On their way to consolidate weekly losses, gold buyers take a break.
Despite mixed data, the bulls are supported by growth expectations and sluggish yields.
The IMF and Fedspeak have sent the DXY to a new three-month high.
This Week’s Chart: Gold collides with a significant milestone
In the first Asian session on Friday, gold (XAU/USD) struggles to extend the two-day bounce off crucial support around $1,780, edging higher around $1,776. Even as economic recovery prospects back the gold buyers, the yellow metal’s rebound advances diminish amid pre-US Nonfarm Payrolls (NFP) worry.
In June, the US ISM Manufacturing PMI fell slightly from 61.00 projected and 61.2 prior readings to 60.6. This information is combined with information on the employment component, which fell to 49.9 percent while the prices-paid sub-component increased to its highest level since 1979. Last week’s initial claims decreased to 364K, bringing the four-week average down to 392.75K, putting a damper on expectations for a robust NFP print in June, which is predicted to jump from 559K to 690K.
Read: NFP Predictions: There are four reasons why the June jobs data could be a downer for the currency.
Apart from the mixed data, the coronavirus outbreaks in Asia-Pacific are also a source of concern for gold bulls. The latest covid updates from Australia appear to be promising, as the number of new cases has decreased to 33 from 49 previously. Also encouraging is the nation’s vaccination rate, which has lately increased to 8.0 percent fully immunized, up from 4 percent just a few days ago. This aids Queensland’s efforts to lift local lockdowns in some areas. In other news, Indonesia declared a state of emergency from July 2 to 20, while illnesses in Malaysia and Thailand have also become a market worry.
Nonetheless, policymakers at the Federal Reserve of the United States and the International Monetary Fund (IMF) are upbeat. President Patrick Harker of the Philadelphia Federal Reserve Bank recently told the Wall Street Journal that he supports the commencement of bond-buying tapering later this year. Following that, the IMF raised its prediction for US GDP growth from 4.6 percent in April to 7.0 percent in May. According to Bloomberg, the global institute also hinted at a Fed rate hike in late 2022.

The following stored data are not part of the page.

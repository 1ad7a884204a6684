//! Lazily-resolved, time-bounded cached values.
//!
//! [`Cacheable`] wraps a fallible asynchronous resolver. Concurrent readers
//! share one resolution; stale values are purged by a background task a
//! grace period after their lifetime ends.

use anyhow::Result;
use futures::future::BoxFuture;
use std::sync::{Arc, Mutex as StdMutex};
use std::time::Duration;
use tokio::sync::{Mutex, RwLock};
use tokio::task::JoinHandle;
use tokio::time::Instant;
use tracing::{debug, warn};

/// Grace period added to the lifetime before a stale value is purged.
const PURGE_GRACE: Duration = Duration::from_secs(5 * 60);

/// What `get` returns when a resolution fails.
#[derive(Debug, Clone, Copy, PartialEq, Eq)]
pub enum CacheFallback {
    /// Return the type default; also drops any previously cached value.
    DefaultForType,
    /// Return nothing — the caller sees the failure as-is.
    FailedNow,
    /// Return the last successfully resolved value, even if expired.
    SuccessPreviously,
}

type Resolver<T> = Box<dyn Fn() -> BoxFuture<'static, Result<T>> + Send + Sync>;

struct CachedValue<T> {
    value: T,
    resolved_at: Instant,
}

struct Inner<T> {
    state: RwLock<Option<CachedValue<T>>>,
    /// Single-flight guard: at most one concurrent resolution.
    init_guard: Mutex<()>,
    purge: StdMutex<Option<JoinHandle<()>>>,
}

/// A memoized asynchronous value with a maximum lifetime.
///
/// `lifetime = None` means "cache forever; no purge".
pub struct Cacheable<T> {
    resolver: Resolver<T>,
    lifetime: Option<Duration>,
    inner: Arc<Inner<T>>,
}

impl<T> Cacheable<T>
where
    T: Clone + Default + Send + Sync + 'static,
{
    pub fn new<F, Fut>(lifetime: Option<Duration>, resolver: F) -> Self
    where
        F: Fn() -> Fut + Send + Sync + 'static,
        Fut: std::future::Future<Output = Result<T>> + Send + 'static,
    {
        Self {
            resolver: Box::new(move || Box::pin(resolver())),
            lifetime,
            inner: Arc::new(Inner {
                state: RwLock::new(None),
                init_guard: Mutex::new(()),
                purge: StdMutex::new(None),
            }),
        }
    }

    /// Return the cached value, resolving it if absent or expired.
    ///
    /// Returns `(true, Some(value))` on a fresh or freshly-resolved value.
    /// On resolution failure the second element is chosen per `fallback`
    /// and the first is `false`.
    pub async fn get(&self, fallback: CacheFallback) -> (bool, Option<T>) {
        if let Some(value) = self.fresh_value().await {
            return (true, Some(value));
        }

        let _guard = self.inner.init_guard.lock().await;

        // Someone else may have resolved while we waited for the guard.
        if let Some(value) = self.fresh_value().await {
            return (true, Some(value));
        }

        match (self.resolver)().await {
            Ok(value) => {
                let resolved_at = Instant::now();
                {
                    let mut state = self.inner.state.write().await;
                    *state = Some(CachedValue {
                        value: value.clone(),
                        resolved_at,
                    });
                }
                self.schedule_purge(resolved_at);
                (true, Some(value))
            }
            Err(e) => {
                warn!(error = %e, "Cacheable resolution failed");
                match fallback {
                    CacheFallback::DefaultForType => {
                        let mut state = self.inner.state.write().await;
                        *state = None;
                        (false, Some(T::default()))
                    }
                    CacheFallback::FailedNow => (false, None),
                    CacheFallback::SuccessPreviously => {
                        let state = self.inner.state.read().await;
                        (false, state.as_ref().map(|c| c.value.clone()))
                    }
                }
            }
        }
    }

    /// Clear the cached value and cancel any pending purge.
    pub async fn reset(&self) {
        self.cancel_purge();
        let mut state = self.inner.state.write().await;
        *state = None;
        debug!("Cacheable reset");
    }

    async fn fresh_value(&self) -> Option<T> {
        let state = self.inner.state.read().await;
        let cached = state.as_ref()?;
        match self.lifetime {
            None => Some(cached.value.clone()),
            Some(lifetime) if cached.resolved_at.elapsed() < lifetime => {
                Some(cached.value.clone())
            }
            Some(_) => None,
        }
    }

    fn cancel_purge(&self) {
        if let Some(handle) = self.inner.purge.lock().unwrap().take() {
            handle.abort();
        }
    }

    /// Schedule a soft reset at `lifetime + PURGE_GRACE` past this
    /// resolution. A purge that finds a newer resolution is a no-op.
    fn schedule_purge(&self, resolved_at: Instant) {
        let Some(lifetime) = self.lifetime else {
            return;
        };

        self.cancel_purge();

        let inner = Arc::clone(&self.inner);
        let handle = tokio::spawn(async move {
            tokio::time::sleep(lifetime + PURGE_GRACE).await;
            let mut state = inner.state.write().await;
            match state.as_ref() {
                Some(cached) if cached.resolved_at == resolved_at => {
                    *state = None;
                    debug!("Cacheable purged after lifetime");
                }
                _ => {}
            }
        });

        *self.inner.purge.lock().unwrap() = Some(handle);
    }
}

impl<T> Drop for Cacheable<T> {
    fn drop(&mut self) {
        if let Some(handle) = self.inner.purge.lock().unwrap().take() {
            handle.abort();
        }
    }
}

// ---------------------------------------------------------------------------
// Tests
// ---------------------------------------------------------------------------
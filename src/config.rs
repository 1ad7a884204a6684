//! Configuration loading from TOML with environment variable resolution.
//!
//! Reads a TOML file and deserializes into strongly-typed structs. Secrets
//! (the IPC password) may be referenced by env-var name and resolved at
//! runtime via `std::env::var`. Key names follow the global config wire
//! format (`IPCPassword`, `WebLimiterDelay`, …).

use anyhow::{Context, Result};
use serde::Deserialize;
use std::fs;
use std::time::Duration;

/// Top-level global configuration.
#[derive(Debug, Deserialize, Clone)]
pub struct GlobalConfig {
    /// Enables auth middleware on the IPC front-end when present.
    /// The IPC layer itself lives in the embedding application.
    #[serde(rename = "IPCPassword", default)]
    pub ipc_password: Option<String>,

    /// Seconds added to the active-match initial delay per registered account.
    #[serde(rename = "LoadBalancingDelay", default = "default_load_balancing_delay")]
    pub load_balancing_delay: u64,

    /// Seconds the process-wide inventory semaphore stays held after a fetch.
    #[serde(rename = "InventoryLimiterDelay", default = "default_inventory_limiter_delay")]
    pub inventory_limiter_delay: u64,

    /// Milliseconds between requests to a single service. Zero disables
    /// web limiting entirely.
    #[serde(rename = "WebLimiterDelay", default = "default_web_limiter_delay")]
    pub web_limiter_delay_ms: u64,

    /// Per-request timeout, seconds.
    #[serde(rename = "ConnectionTimeout", default = "default_connection_timeout")]
    pub connection_timeout: u64,

    /// Optional outgoing proxy URI.
    #[serde(rename = "WebProxy", default)]
    pub web_proxy: Option<String>,

    /// Maximum concurrent connections per service.
    #[serde(rename = "MaxConnections", default = "default_max_connections")]
    pub max_connections: usize,

    /// Host of the matching directory server (scheme-less).
    #[serde(rename = "StatisticsServer", default = "default_statistics_server")]
    pub statistics_server: String,

    /// Platform host overrides, mainly for tests.
    #[serde(default)]
    pub hosts: Hosts,
}

fn default_load_balancing_delay() -> u64 {
    15
}
fn default_inventory_limiter_delay() -> u64 {
    4
}
fn default_web_limiter_delay() -> u64 {
    300
}
fn default_connection_timeout() -> u64 {
    90
}
fn default_max_connections() -> usize {
    5
}
fn default_statistics_server() -> String {
    "directory.swapfarm.dev".to_string()
}

/// Base URLs of the platform hosts the web client talks to.
#[derive(Debug, Deserialize, Clone)]
pub struct Hosts {
    #[serde(default = "default_community")]
    pub community: String,
    #[serde(default = "default_store")]
    pub store: String,
    #[serde(default = "default_help")]
    pub help: String,
    #[serde(default = "default_api")]
    pub api: String,
}

fn default_community() -> String {
    "https://steamcommunity.com".to_string()
}
fn default_store() -> String {
    "https://store.steampowered.com".to_string()
}
fn default_help() -> String {
    "https://help.steampowered.com".to_string()
}
fn default_api() -> String {
    "https://api.steampowered.com".to_string()
}

impl Default for Hosts {
    fn default() -> Self {
        Self {
            community: default_community(),
            store: default_store(),
            help: default_help(),
            api: default_api(),
        }
    }
}

impl Default for GlobalConfig {
    fn default() -> Self {
        Self {
            ipc_password: None,
            load_balancing_delay: default_load_balancing_delay(),
            inventory_limiter_delay: default_inventory_limiter_delay(),
            web_limiter_delay_ms: default_web_limiter_delay(),
            connection_timeout: default_connection_timeout(),
            web_proxy: None,
            max_connections: default_max_connections(),
            statistics_server: default_statistics_server(),
            hosts: Hosts::default(),
        }
    }
}

impl GlobalConfig {
    /// Load configuration from a TOML file.
    pub fn load(path: &str) -> Result<Self> {
        let contents = fs::read_to_string(path)
            .with_context(|| format!("Failed to read config file: {path}"))?;
        let config: GlobalConfig = toml::from_str(&contents)
            .with_context(|| format!("Failed to parse config file: {path}"))?;
        Ok(config)
    }

    /// Resolve an environment variable name to its value.
    /// Useful for loading secrets referenced in the config.
    pub fn resolve_env(env_name: &str) -> Result<String> {
        std::env::var(env_name)
            .with_context(|| format!("Environment variable not set: {env_name}"))
    }

    /// Per-request timeout as a `Duration`.
    pub fn connection_timeout(&self) -> Duration {
        Duration::from_secs(self.connection_timeout)
    }

    /// How long a session probe outcome stays valid: one-sixth of the
    /// connection timeout.
    pub fn session_validity_window(&self) -> Duration {
        Duration::from_secs(self.connection_timeout / 6)
    }

    /// Background hold time of the rate guard per service.
    pub fn web_limiter_delay(&self) -> Duration {
        Duration::from_millis(self.web_limiter_delay_ms)
    }

    /// Background hold time of the inventory semaphore after a fetch.
    pub fn inventory_limiter_delay(&self) -> Duration {
        Duration::from_secs(self.inventory_limiter_delay)
    }

    /// Base URL of the directory server.
    pub fn statistics_url(&self) -> String {
        if self.statistics_server.contains("://") {
            self.statistics_server.clone()
        } else {
            format!("https://{}", self.statistics_server)
        }
    }
}
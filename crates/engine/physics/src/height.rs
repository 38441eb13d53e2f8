//! Terrain elevation queries
//!
//! The integrator only needs two things from the ground it hovers over: the
//! height below a world-space (x, z) position and the horizontal extent used
//! for the boundary clamp.

/// Trait for terrain height sources
///
/// Implemented by the generated terrain and by [`FlatGround`] for tests and
/// headless tools.
pub trait HeightField {
    /// Height of the surface below world position (x, z)
    ///
    /// Positions outside the field are clamped to its border rather than
    /// failing.
    fn height_at(&self, x: f32, z: f32) -> f32;

    /// Horizontal extent of the field along both x and z
    ///
    /// The field covers `[0, size]` on each axis.
    fn size(&self) -> f32;
}

/// Perfectly flat ground at a fixed elevation
#[derive(Debug, Clone, Copy, PartialEq)]
pub struct FlatGround {
    /// Elevation of the surface
    pub height: f32,
    /// Horizontal extent
    pub size: f32,
}

impl FlatGround {
    pub fn new(height: f32, size: f32) -> Self {
        Self { height, size }
    }
}

impl HeightField for FlatGround {
    fn height_at(&self, _x: f32, _z: f32) -> f32 {
        self.height
    }

    fn size(&self) -> f32 {
        self.size
    }
}

impl<T: HeightField + ?Sized> HeightField for &T {
    fn height_at(&self, x: f32, z: f32) -> f32 {
        (**self).height_at(x, z)
    }

    fn size(&self) -> f32 {
        (**self).size()
    }
}
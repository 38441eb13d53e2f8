//! Square grid of terrain height samples

use crate::error::{Error, Result};
use crate::noise;

/// Fewest samples per axis that still form a cell
const MIN_DIM: usize = 2;

/// Immutable square grid of heights
///
/// Sample `(x, z)` is the height at world position `(x * scale, z * scale)`.
/// Storage is x-major: `heights[z + x * dim]`.
#[derive(Debug, Clone)]
pub struct Heightfield {
    dim: usize,
    scale: f32,
    heights: Vec<f32>,
}

impl Heightfield {
    /// Generate a heightfield from layered noise
    ///
    /// # Arguments
    /// * `dim` - Number of samples along each axis
    /// * `scale` - World units between neighbouring samples
    pub fn generate(dim: usize, scale: f32) -> Result<Self> {
        if dim < MIN_DIM {
            return Err(Error::HeightfieldTooSmall(dim));
        }
        let mut heights = Vec::with_capacity(dim * dim);
        for x in 0..dim {
            for z in 0..dim {
                heights.push(noise::height(z as f32, x as f32));
            }
        }
        tracing::info!("Generated {}×{} heightmap", dim, dim);
        Ok(Self { dim, scale, heights })
    }

    /// Wrap existing samples (x-major, `dim * dim` values)
    pub fn from_heights(dim: usize, scale: f32, heights: Vec<f32>) -> Result<Self> {
        if dim < MIN_DIM {
            return Err(Error::HeightfieldTooSmall(dim));
        }
        let expected = dim * dim;
        if heights.len() != expected {
            return Err(Error::HeightCount {
                dim,
                expected,
                actual: heights.len(),
            });
        }
        Ok(Self { dim, scale, heights })
    }

    pub fn dim(&self) -> usize {
        self.dim
    }

    pub fn scale(&self) -> f32 {
        self.scale
    }

    /// Horizontal extent in world units
    pub fn size(&self) -> f32 {
        (self.dim - 1) as f32 * self.scale
    }

    /// Raw samples, x-major
    pub fn heights(&self) -> &[f32] {
        &self.heights
    }

    /// Sample at grid indices; callers keep indices inside the grid
    #[inline]
    pub fn sample(&self, x: usize, z: usize) -> f32 {
        self.heights[z + x * self.dim]
    }

    /// Bilinearly interpolated height at a world position
    ///
    /// Positions outside the grid are clamped to its border.
    pub fn height_at(&self, x: f32, z: f32) -> f32 {
        let last = (self.dim - 2) as f32;
        let gx = x / self.scale;
        let gz = z / self.scale;

        let cell_x = gx.floor().clamp(0.0, last);
        let cell_z = gz.floor().clamp(0.0, last);
        let tx = (gx - cell_x).clamp(0.0, 1.0);
        let tz = (gz - cell_z).clamp(0.0, 1.0);

        let ix = cell_x as usize;
        let iz = cell_z as usize;
        let h00 = self.sample(ix, iz);
        let h01 = self.sample(ix, iz + 1);
        let h10 = self.sample(ix + 1, iz);
        let h11 = self.sample(ix + 1, iz + 1);

        let near = h00 + (h10 - h00) * tx;
        let far = h01 + (h11 - h01) * tx;
        near + (far - near) * tz
    }

    /// Lowest and highest sample
    pub fn min_max(&self) -> (f32, f32) {
        self.heights
            .iter()
            .fold((f32::MAX, f32::MIN), |(lo, hi), &h| (lo.min(h), hi.max(h)))
    }
}
//! Hovercraft rigid body physics
//!
//! A single box-shaped body hovering over a heightfield, sampled on a fixed
//! grid of contact points. There is no broad phase and no general collider
//! support; the terrain is reached through the [`HeightField`] trait.

pub mod collision;
pub mod config;
pub mod height;
pub mod vehicle;

pub use collision::{Aabb, CollisionGrid, POINTS_PER_EDGE, POINT_COUNT};
pub use config::PhysicsConfig;
pub use height::{FlatGround, HeightField};
pub use vehicle::{orthonormalize, skew, ThrustInput, Vehicle, VehicleState};

// Re-export for convenience
pub use glam;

In the midst of these moves, Wall Street benchmarks rose, with the S&P 500 setting a new high for the sixth day, while US Treasury rates remained moderately bid. Furthermore, the US dollar index (DXY) soared to a new high for the month of April the day before, but is still waiting for further signs to move farther north by press time.
Firmer NFP will pave the way for monetary policy adjustments and put a safe-haven buy under the US currency, which might impact on gold prices, given the growing likelihood of the Fed’s action amid greater inflation. In the event that NFP drives the greenback down, bulls are already exercising their biceps and may breach the immediate negative trend channel.
Despite retaining the rebound off the important horizontal support from March, gold is still trapped inside a two-week-old falling trend channel.
Gold prices may prolong their recent recovery moves, given the metal’s extended upward beyond near-term critical support and the MACD’s diminishing bearish bias. Multiple obstacles to the north, however, necessitate a strong fundamental drive to support the bulls.
However, the indicated channel’s resistance line, which is approaching $1,783, functions as an immediate upside hurdle, ahead of the 100-DMA level of $1,790.
If gold buyers can break over the $1,790 resistance, the $1,800 threshold and mid-May lows near $1,809 can be used to test the upside ahead of the 50 and 200-DMA convergence near $1,830-35, which could be a trend-changer for broken.
Alternatively, the indicated horizontal line around $1,755 and channel support near $1,746 will come before the April 13 low of $1,723 to keep gold sellers at bay. The $1,700 round figure, as well as the double bottom around $1,675 from earlier in the year, will be key to watch after that.